We collect things. Today’s collection comes from our travels. Buenos Aires was today’s find as my wife was cleaning out things. Where “cleaning out” means to give up on hanging on to things from Buenos Aires.
What kinds of things? A receipt from Gout Cafe (loved the place), a bag from Kentucky Cafe (pizza, cheesy pizza), a two peso note with an inscription (este billete …), a sealed bag of postcards, a map of the city, a flyer for an art show for engraved wood, wood block?, and much more.
Going through the pile of stuff we alternate between the joy of remembering, like the wonderful foods from Gout, to the “why do we have this?” Despite of needing to get rid of the stuff. A map of Buenos Aires? Really? Do we need that? In Portland, Oregon, thousands of miles away with very dim prospects of returning to that city.

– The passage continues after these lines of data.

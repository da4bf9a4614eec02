//! SambaPublisher: renders share configuration and drives the daemons.
//!
//! The sharing daemon (and with it the SMB listening port) and the
//! discovery daemon run exactly while at least one share is published:
//!
//! ```text
//!   0 shares ──publish(1+)──▶ set password, start sharing, start discovery
//!   1+ shares ──publish(1+)──▶ reload sharing
//!   1+ shares ──publish(0)───▶ stop discovery, stop sharing
//! ```

use std::fmt::Write as _;
use std::path::PathBuf;
use std::sync::Arc;

use async_trait::async_trait;
use strum::Display;
use tokio::sync::Mutex;

use crate::config::SambaConfig;
use crate::error::{StorageError, StorageResult};
use crate::process::{self, Invocation};

/// Daemons owned by the publisher.
#[derive(Debug, Clone, Copy, PartialEq, Eq, Hash, Display)]
#[strum(serialize_all = "lowercase")]
pub enum Daemon {
    /// The SMB file-sharing daemon; owns the listening port.
    Sharing,
    /// The companion announce/discovery daemon.
    Discovery,
}

/// OS seam for daemon lifecycle and credential installation.
#[async_trait]
pub trait ServiceControl: Send + Sync {
    async fn start(&self, daemon: Daemon) -> StorageResult<()>;
    async fn stop(&self, daemon: Daemon) -> StorageResult<()>;
    async fn reload(&self, daemon: Daemon) -> StorageResult<()>;
    /// Install `secret` as the password of `user`.
    async fn set_password(&self, user: &str, secret: &str) -> StorageResult<()>;
}

/// [`ServiceControl`] backed by the configured command lines.
#[derive(Debug, Clone)]
pub struct SystemServices {
    config: SambaConfig,
}

impl SystemServices {
    pub fn new(config: SambaConfig) -> Self {
        Self { config }
    }

    async fn exec(&self, command_line: &[String], inv: Invocation<'_>) -> StorageResult<()> {
        process::run_checked(command_line, inv, self.config.command_timeout()).await?;
        Ok(())
    }
}

#[async_trait]
impl ServiceControl for SystemServices {
    async fn start(&self, daemon: Daemon) -> StorageResult<()> {
        let cmd = match daemon {
            Daemon::Sharing => &self.config.start_sharing,
            Daemon::Discovery => &self.config.start_discovery,
        };
        self.exec(cmd, Invocation::default()).await
    }

    async fn stop(&self, daemon: Daemon) -> StorageResult<()> {
        let cmd = match daemon {
            Daemon::Sharing => &self.config.stop_sharing,
            Daemon::Discovery => &self.config.stop_discovery,
        };
        self.exec(cmd, Invocation::default()).await
    }

    async fn reload(&self, daemon: Daemon) -> StorageResult<()> {
        match daemon {
            Daemon::Sharing => self.exec(&self.config.reload_sharing, Invocation::default()).await,
            // Discovery announces the host, not individual shares.
            Daemon::Discovery => Ok(()),
        }
    }

    async fn set_password(&self, user: &str, secret: &str) -> StorageResult<()> {
        let inv = Invocation::default()
            .arg(user)
            .stdin(format!("{secret}\n{secret}\n"));
        self.exec(&self.config.set_password, inv).await
    }
}

/// A share as the daemon sees it.
#[derive(Debug, Clone, PartialEq, Eq)]
pub struct PublishedShare {
    pub sharename: String,
    pub real_path: PathBuf,
}

impl PublishedShare {
    /// Refuse shares that would not render as exactly one config section.
    ///
    /// The daemon config is line oriented. A control character or `\` in
    /// the path splits or continues a line; brackets break the header.
    pub fn validate(&self) -> StorageResult<()> {
        if self.sharename.is_empty()
            || self
                .sharename
                .chars()
                .any(|c| c.is_control() || matches!(c, '[' | ']' | '\\'))
        {
            return Err(StorageError::not_allowed(format!(
                "cannot publish a share named {:?}",
                self.sharename
            )));
        }
        match self.real_path.to_str() {
            Some(path) if !path.chars().any(|c| c.is_control() || c == '\\') => Ok(()),
            _ => Err(StorageError::not_allowed(format!(
                "cannot publish {:?}",
                self.real_path
            ))),
        }
    }
}

/// Which daemons are up, as far as the publisher knows.
#[derive(Debug, Default, Clone, Copy)]
struct Running {
    sharing: bool,
    discovery: bool,
}

/// Renders the daemon configuration and keeps daemon state in step with it.
pub struct SambaPublisher {
    config: SambaConfig,
    services: Arc<dyn ServiceControl>,
    /// Daemon state. Also serializes publishes.
    running: Mutex<Running>,
}

impl std::fmt::Debug for SambaPublisher {
    fn fmt(&self, f: &mut std::fmt::Formatter<'_>) -> std::fmt::Result {
        f.debug_struct("SambaPublisher")
            .field("config_path", &self.config.config_path)
            .finish_non_exhaustive()
    }
}

impl SambaPublisher {
    pub fn new(config: SambaConfig, services: Arc<dyn ServiceControl>) -> Self {
        Self {
            config,
            services,
            running: Mutex::new(Running::default()),
        }
    }

    /// Whether the sharing and discovery daemons are both running.
    pub async fn is_active(&self) -> bool {
        let running = self.running.lock().await;
        running.sharing && running.discovery
    }

    /// Render the full daemon configuration for `shares`.
    pub fn render(&self, shares: &[PublishedShare]) -> String {
        let mut out = String::new();
        let _ = writeln!(out, "# Generated by hearth. Local edits are overwritten.");
        let _ = writeln!(out, "[global]");
        let _ = writeln!(out, "   workgroup = {}", self.config.workgroup);
        let _ = writeln!(out, "   server string = {}", self.config.server_string);
        let _ = writeln!(out, "   security = user");
        let _ = writeln!(out, "   map to guest = never");
        let _ = writeln!(out, "   load printers = no");
        let _ = writeln!(out, "   disable netbios = yes");
        for share in shares {
            let _ = writeln!(out);
            let _ = writeln!(out, "[{}]", share.sharename);
            let _ = writeln!(out, "   path = {}", share.real_path.display());
            let _ = writeln!(out, "   valid users = {}", self.config.user);
            let _ = writeln!(out, "   force user = {}", self.config.user);
            let _ = writeln!(out, "   read only = no");
            let _ = writeln!(out, "   browseable = yes");
        }
        out
    }

    /// Write the configuration for `shares` and bring the daemons in line.
    ///
    /// Returns once the daemons have started, reloaded or stopped. Each
    /// daemon is driven from its own state, so a publish after a partial
    /// failure starts or stops whichever one is out of step.
    pub async fn publish(&self, shares: &[PublishedShare], secret: &str) -> StorageResult<()> {
        let mut running = self.running.lock().await;
        self.write_config(&self.render(shares)).await?;

        if shares.is_empty() {
            return self.stop_running(&mut running).await;
        }

        let mut started_sharing = false;
        if running.sharing {
            self.services.reload(Daemon::Sharing).await?;
            tracing::debug!(shares = shares.len(), "sharing daemon reloaded");
        } else {
            self.services.set_password(&self.config.user, secret).await?;
            self.services.start(Daemon::Sharing).await?;
            running.sharing = true;
            started_sharing = true;
        }

        if !running.discovery {
            if let Err(e) = self.services.start(Daemon::Discovery).await {
                if started_sharing {
                    match self.services.stop(Daemon::Sharing).await {
                        Ok(()) => running.sharing = false,
                        Err(stop_err) => tracing::warn!(
                            error = %stop_err,
                            "failed to stop sharing daemon after discovery start failed"
                        ),
                    }
                }
                return Err(e);
            }
            running.discovery = true;
            tracing::info!(shares = shares.len(), "sharing and discovery daemons started");
        }
        Ok(())
    }

    /// Stop both daemons if running. Used at shutdown.
    pub async fn stop(&self) -> StorageResult<()> {
        let mut running = self.running.lock().await;
        self.stop_running(&mut running).await
    }

    async fn stop_running(&self, running: &mut Running) -> StorageResult<()> {
        if running.discovery {
            self.services.stop(Daemon::Discovery).await?;
            running.discovery = false;
        }
        if running.sharing {
            self.services.stop(Daemon::Sharing).await?;
            running.sharing = false;
            tracing::info!("no shares left, sharing and discovery daemons stopped");
        }
        Ok(())
    }

    /// Atomic replace: write a sibling temp file, then rename over.
    async fn write_config(&self, contents: &str) -> StorageResult<()> {
        let path = &self.config.config_path;
        if let Some(parent) = path.parent() {
            tokio::fs::create_dir_all(parent).await?;
        }
        let tmp = path.with_extension("conf.tmp");
        tokio::fs::write(&tmp, contents).await?;
        tokio::fs::rename(&tmp, path).await?;
        Ok(())
    }
}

We have similar collections from Bejing, Guanajuato, Bogota, Madrid, Milan, Grenada, Bali, London, Frankfurt, Oaxaca, CancĂșn, Turin, and other places I cannot bring to mind now.
The difficult is throwing away this ephemera is we pick up most of them and memories flood through us. A plastic bag, the thin flimsy kind you get to carry things home again, triggers a memory of a cheese pizza with a thick layer of cheese, so much we were astounded by it. And they offered pizzas with extra cheese. gawd it was delicious. Almost enough to return to the city. If the travel there did not take 15 hours of travel time (not including getting to the airport, waiting in advance at the airport, going through customs, a cab ride to the city, the total time is closer to 22 hours, maybe more) well OK, there are other wonderful things to see, do, eat (oh gawd yes! eating) in Buenos Aires.
This entire rabbit hole of memories of Buenos Aires is why we keep the ephemera. We need, we love the memories that it dredges up. And why we have so much other “stuff” from other places we have visited.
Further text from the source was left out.